Asked about the attacks, Jocelyn Rosnick, the ACLU of Ohio’s policy director, said in a statement that “the ACLU has spent over a century protecting personal freedoms.”

“These freedoms are exactly what groups like this are attacking right now so it’s not surprising they’re attacking the ACLU along with the protections Ohio families need,” Rosnick said.

Meanwhile, Protect Women Ohio has used the same strategy in ads urging voters to pass an August ballot measure that could make it harder for abortion-rights supporters to amend the state constitution in November. The Aug. 8 ballot measure — known as Issue 1 — will ask voters to decide whether to raise the threshold of support required for future state constitutional amendments to 60%. Currently, just a majority is needed.

In the year since the U.S. Supreme Court overturned Roe v.

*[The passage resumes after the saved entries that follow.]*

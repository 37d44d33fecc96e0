//! Integration tests for the platform bootstrap
//!
//! Tests are organized by the story they tell:
//!
//! - `idempotence`: Stories about re-running the bootstrap against a cluster
//!   that is already bootstrapped, and about forced recreation
//!
//! - `ordering`: Stories about phases that run before their dependencies and
//!   about missing prerequisites
//!
//! - `convergence`: Stories about waiting for GitOps applications, including
//!   applications that never become healthy and applications added later

mod convergence;
mod fake;
mod ordering;

use clap::Parser;

use platform_bootstrap::orchestrator::{Orchestrator, RunSummary};
use platform_bootstrap::session::{BootstrapSession, Cli};

use fake::FakePlatform;

/// Cluster name every story uses
pub const CLUSTER: &str = "test";

/// Flags every story starts from: fast polling, small budgets, a GitOps source
const DEFAULTS: &[(&str, &str)] = &[
    ("--cluster-name", CLUSTER),
    ("--poll-interval", "0"),
    ("--max-wait-iterations", "3"),
    ("--app-max-iterations", "2"),
    ("--monitoring-duration", "5"),
    ("--gitops-repo-url", "https://git.example.com/platform.git"),
    ("--workload-namespace", "app"),
    ("--workload-name", "my-app"),
];

/// A session from the defaults, with `extra` flags added or overriding them
pub fn session(extra: &[&str]) -> BootstrapSession {
    let mut argv = vec!["platform-bootstrap"];
    for &(flag, value) in DEFAULTS {
        if !extra.contains(&flag) {
            argv.push(flag);
            argv.push(value);
        }
    }
    argv.extend_from_slice(extra);
    BootstrapSession::from_cli(Cli::try_parse_from(argv).expect("valid flags"))
        .expect("valid session")
}

/// Run the orchestrator with the fake as every collaborator
pub async fn run(platform: &FakePlatform, session: &BootstrapSession) -> RunSummary {
    Orchestrator::new(session, platform, platform, platform)
        .run()
        .await
        .expect("bootstrap should start")
}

Wade, Republicans across the country have largely struggled to talk to voters about abortion rights. 

For example, abortion-rights advocates enjoyed a clean sweep of victories last year in the six states (even in conservative ones like Kentucky and Kansas) where they placed referendums on the ballot that — like the proposed Ohio measure — proposed enshrining reproductive rights in state constitutions.

Reproductive health care advocates said the outcomes have forced abortion opponents to shape the November election around a separate topic.

“These groups have had 50 years to make their argument for extreme bans on abortion, but people aren’t buying it. That’s why they’re spending millions to spread these lies to Ohioans,” Copeland said.

Her group, together with Protect Choice Ohio, submitted the required number of signatures to place the proposed amendment on the ballot this month.

State officials are still reviewing the signatures for duplicates and other potential errors, and Republican Secretary of State Frank LaRose has until Tuesday to formally sign off on whether the measure makes the ballot.